Designing for Technology Research: Case Study of Wearable Devices for Assistive Technology

Prototyping in industrial design (ID) has been framed as a step toward product commercialisation. In assistive technology (AT) research, however, prototypes function as research instruments that must support experimental variability, interdisciplinary collaboration, and longitudinal investigation under resource constraints. Existing prototyping approaches, largely derived from commercial and design research contexts, often fail to address the methodological demands of AT research, where customisation must coexist with experimental standardisation, and where prototype failure potentially compromises both data validity and engagement with users. This paper proposes a systematic, AT research-oriented prototyping methodology designed for academic settings.
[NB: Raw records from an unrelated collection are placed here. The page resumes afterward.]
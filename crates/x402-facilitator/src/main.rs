use actix_cors::Cors;
use actix_governor::{Governor, GovernorConfigBuilder};
use actix_web::{web, App, HttpServer};
use alloy::providers::ProviderBuilder;
use alloy::signers::local::PrivateKeySigner;
use tracing_subscriber::{layer::SubscriberExt, util::SubscriberInitExt};

use x402_facilitator::config::FacilitatorConfig;
use x402_facilitator::executor::{Executor, MockExecutor, OnChainExecutor};
use x402_facilitator::routes;
use x402_facilitator::state::AppState;

/// Permissive CORS per the protocol: any origin may POST authorizations.
fn build_cors() -> Cors {
    Cors::default()
        .allow_any_origin()
        .allowed_methods(vec!["GET", "POST", "OPTIONS"])
        .allowed_headers(vec![
            "content-type",
            "authorization",
            "x-402-receipt",
            "x-payment",
        ])
        .max_age(86_400)
}

#[actix_web::main]
async fn main() -> std::io::Result<()> {
    dotenvy::dotenv().ok();
    tracing_subscriber::registry()
        .with(
            tracing_subscriber::EnvFilter::try_from_default_env()
                .unwrap_or_else(|_| "info,actix_web=info".into()),
        )
        .with(tracing_subscriber::fmt::layer())
        .init();

    let config = match FacilitatorConfig::from_env() {
        Ok(c) => c,
        Err(reason) => {
            tracing::error!("{reason}");
            std::process::exit(1);
        }
    };

    let executor = if config.mock_transfers {
        tracing::info!("mock transfers enabled — no funds will move");
        Executor::Mock(MockExecutor)
    } else {
        // from_env guarantees both values in on-chain mode
        let key = config.private_key.clone().unwrap();
        let rpc_url = config.rpc_url.clone().unwrap();

        let signer: PrivateKeySigner = match key.parse() {
            Ok(s) => s,
            Err(e) => {
                tracing::error!("invalid FACILITATOR_PRIVATE_KEY: {e}");
                std::process::exit(1);
            }
        };
        tracing::info!(address = %signer.address(), "on-chain mode");

        let url = match rpc_url.parse() {
            Ok(u) => u,
            Err(e) => {
                tracing::error!("invalid RPC_URL: {e}");
                std::process::exit(1);
            }
        };
        let provider = ProviderBuilder::new()
            .wallet(alloy::network::EthereumWallet::from(signer))
            .connect_http(url);
        Executor::OnChain(OnChainExecutor::new(provider))
    };

    let port = config.port;
    let rate_limit_rpm = config.rate_limit_rpm;

    tracing::info!("x402 facilitator listening on port {port}");
    tracing::info!("fee: {}% ({} bps)", config.fee_percent, config.fee_bps);
    tracing::info!("  POST http://localhost:{port}/");
    tracing::info!("  GET  http://localhost:{port}/health");

    let state = web::Data::new(AppState { config, executor });

    let governor_conf = GovernorConfigBuilder::default()
        .requests_per_minute(rate_limit_rpm)
        .finish()
        .expect("failed to build rate limiter config");

    HttpServer::new(move || {
        App::new()
            .wrap(build_cors())
            .wrap(Governor::new(&governor_conf))
            .app_data(state.clone())
            .app_data(web::JsonConfig::default().limit(65_536))
            .configure(routes::configure)
    })
    .bind(("0.0.0.0", port))?
    .run()
    .await
}
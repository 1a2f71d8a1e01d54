//! Headless x402 agent.
//!
//! Consumes 402-gated resources programmatically: on a 402 it signs an
//! EIP-3009 authorization with the held key, submits it to the announced
//! facilitator, caches the returned receipt per content id, and re-issues
//! the original request. A spending policy bounds what the key can spend.
//!
//! # Quick example
//!
//! ```no_run
//! use alloy::signers::local::PrivateKeySigner;
//! use x402_agent::{Agent, SpendingPolicy};
//! use x402_core::Network;
//!
//! # #[tokio::main]
//! # async fn main() {
//! let signer = PrivateKeySigner::random();
//! let agent = Agent::new(signer, Network::BaseSepolia)
//!     .with_policy(&SpendingPolicy {
//!         max_per_request: Some("0.10".into()),
//!         max_total: Some("5.00".into()),
//!         allowed_domains: vec![],
//!     })
//!     .unwrap();
//!
//! let resp = agent.fetch("https://api.example.com/report", reqwest::Method::GET)
//!     .await
//!     .unwrap();
//! # }
//! ```

pub mod budget;
pub mod cache;
pub mod client;
pub mod error;
pub mod events;
pub mod standalone;

pub use budget::{BudgetManager, PaymentRecord, SpendCheck, SpendingPolicy};
pub use cache::ReceiptCache;
pub use client::{Agent, RetryConfig};
pub use error::AgentError;
pub use events::PaymentEvent;
pub use standalone::pay_once;
use prometheus::{
    register_histogram_vec, register_int_counter, register_int_counter_vec, Encoder, HistogramVec,
    IntCounter, IntCounterVec, TextEncoder,
};
use std::sync::LazyLock;

pub static SETTLE_REQUESTS: LazyLock<IntCounterVec> = LazyLock::new(|| {
    register_int_counter_vec!(
        "x402_facilitator_settle_total",
        "Total settlement requests",
        &["result"]
    )
    .unwrap()
});

pub static SETTLE_LATENCY: LazyLock<HistogramVec> = LazyLock::new(|| {
    register_histogram_vec!(
        "x402_facilitator_settle_duration_seconds",
        "Settlement latency in seconds",
        &["result"],
        vec![0.01, 0.05, 0.1, 0.25, 0.5, 1.0, 2.5, 5.0, 10.0]
    )
    .unwrap()
});

pub static RECEIPTS_ISSUED: LazyLock<IntCounter> = LazyLock::new(|| {
    register_int_counter!(
        "x402_facilitator_receipts_issued_total",
        "Receipts minted after successful settlement"
    )
    .unwrap()
});

pub fn metrics_output() -> String {
    let encoder = TextEncoder::new();
    let metric_families = prometheus::gather();
    let mut buffer = Vec::new();
    if encoder.encode(&metric_families, &mut buffer).is_err() {
        return String::new();
    }
    String::from_utf8(buffer).unwrap_or_default()
}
Drawing on practice-based design research conducted at an interdisciplinary academic AT laboratory, the study introduces three design principles: (i) research-centricity, (ii) systematic modularity, and (iii) contextual adaptability, following a five-stage prototyping framework. It structures the progression from research framing and modular planning to iterative deployment, validation, and reuse, positioning prototypes as a stable and adaptable tool. The methodology was practised through two wearable assistive devices developed within the same laboratory. The first case demonstrated the modularity, mid-fidelity prototypes that support controlled gait quantification research over extended periods, while the second illustrates methodological scalability in addressing more complex experimental scenarios related to freezing of gait. These two cases demonstrate reductions in iteration time and cost, component reuse, and reliability across diverse experimental conditions. Aligning prototyping decisions with research objectives and human factors considerations, this work contributes a transferable methodological approach that allows rigorous, efficient, and interdisciplinary AT research within constrained academic environments.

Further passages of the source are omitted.